L’inchiesta
Soldi pubblici e monopolio sui tamponi: la lobby delle farmacie è diventa più ricca col Covid-19
Il potere di una delle corporazioni più forti d’Italia aumenta con la pandemia: grazie ai parlamentari amici è stata evitata la concorrenza delle parafarmacie e c’è stato l’ok a un progetto del Pnrr da 100 milioni. E poi quasi 300 milioni di rimborsi statali
Al campionato italiano delle corporazioni le farmacie non perdono mai. E da decenni. Ogni volta che rischiano di dover rinunciare a un’oncia di fatturato o di privilegio, ne escono rafforzate. La politica si scusa per i pensieri così spregevoli e le rimborsa, le tutela, le supporta. È successo anche con la pandemia: più compiti, più potere, più denaro.

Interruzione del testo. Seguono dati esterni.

//! Runtime configuration loaded from the environment

use std::fmt::Display;
use std::str::FromStr;
use std::time::Duration;

use tracing::{info, warn};

pub const DEFAULT_API_BASE: &str = "http://127.0.0.1:8000";

/// Settings shared by the desktop app and the CLI
#[derive(Debug, Clone, PartialEq)]
pub struct Config {
    /// Base URL of the detection / recipe backend, without trailing slash
    pub api_base: String,
    pub request_timeout: Duration,
    pub toast_duration: Duration,
}

impl Default for Config {
    fn default() -> Self {
        Self {
            api_base: DEFAULT_API_BASE.to_string(),
            request_timeout: Duration::from_secs(30),
            toast_duration: Duration::from_millis(3000),
        }
    }
}

impl Config {
    pub fn load() -> Self {
        Self::from_lookup(|key| std::env::var(key).ok())
    }

    /// Build a config from an arbitrary key lookup (env in production)
    pub fn from_lookup(lookup: impl Fn(&str) -> Option<String>) -> Self {
        let api_base = try_load(&lookup, "RATATOUILLE_API_BASE", DEFAULT_API_BASE.to_string());
        let timeout_secs: u64 = try_load(&lookup, "RATATOUILLE_TIMEOUT_SECS", 30);
        let toast_ms: u64 = try_load(&lookup, "RATATOUILLE_TOAST_MS", 3000);

        let api_base = api_base.trim().trim_end_matches('/').to_string();
        let api_base = if api_base.is_empty() {
            warn!("RATATOUILLE_API_BASE is blank, using default: {DEFAULT_API_BASE}");
            DEFAULT_API_BASE.to_string()
        } else {
            api_base
        };

        Self {
            api_base,
            request_timeout: Duration::from_secs(timeout_secs.max(1)),
            toast_duration: Duration::from_millis(toast_ms),
        }
    }
}

fn try_load<T>(lookup: &impl Fn(&str) -> Option<String>, key: &str, default: T) -> T
where
    T: FromStr + Display,
    T::Err: Display,
{
    let Some(raw) = lookup(key) else {
        info!("{key} not set, using default: {default}");
        return default;
    };

    raw.trim().parse().unwrap_or_else(|e| {
        warn!("Invalid {key} value {raw:?}: {e}, using default: {default}");
        default
    })
}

Le farmacie hanno stravinto il duello con le parafarmacie, create dal decreto Bersani sulle liberalizzazioni (2006) e comunque obbligate alla presenza di un farmacista abilitato, e si sono riconfermate come l’interlocutore esclusivo del Sistema sanitario nazionale. Poi hanno bloccato la vendita negli esercizi commerciali dei medicinali di “fascia c”, quelli senza ricetta, scongiurando la fine del redditizio monopolio sui prezzi. E in ultimo hanno impedito che i tamponi rapidi antigenici per il green pass fossero eseguiti pure nelle 4.000 parafarmacie. Ne avrebbe guadagnato il monitoraggio delle ondate di contagi. Ne avrebbe guadagnato la pazienza del cittadino in coda. Però ne avrebbe risentito il guadagno delle farmacie. Allora da settimane in Parlamento nascono e periscono emendamenti di Leu e 5S per allargare i tamponi alle parafarmacie. Lo scorso mese si è verificato un fenomeno paranormale. La proposta di Leu e 5S è stata accolta in commissione Affari istituzionali dal relatore di Forza Italia con parere favorevole del governo, ma poi è stata bocciata dal centrodestra, e dunque da Forza Italia, con il soccorso di Italia Viva. Ancora ignote le ragioni di tale confusione politica. E non vale rintracciarle nelle avventate dichiarazioni della senatrice Annamaria Parente di Iv. Da presidente della commissione Salute non sapeva che le parafarmacie accedono alla gestione delle tessere sanitarie (per il green pass) e da qui il suo diniego. Quello che accade di buono o non accade di brutto alle farmacie viene attribuito al farmacista più noto del Parlamento: il deputato forzista Andrea Mandelli, vicepresidente di Montecitorio. Alle Camere siedono otto laureati in farmacia di cui cinque titolari di farmacia. I deputati Roberto Bagnasco (Fi), Carlo Piastra (Lega) Marcello Gemmato (Fdi) sono parecchio attivi sul tema che conoscono meglio, ma il più blasonato e influente è Mandelli. Si avverte spesso al ministero della Salute e Palazzo Chigi il tocco di Mandelli, in particolare col sottosegretario Roberto Garofoli, appena le farmacie iniziano a temere uno sgarbo.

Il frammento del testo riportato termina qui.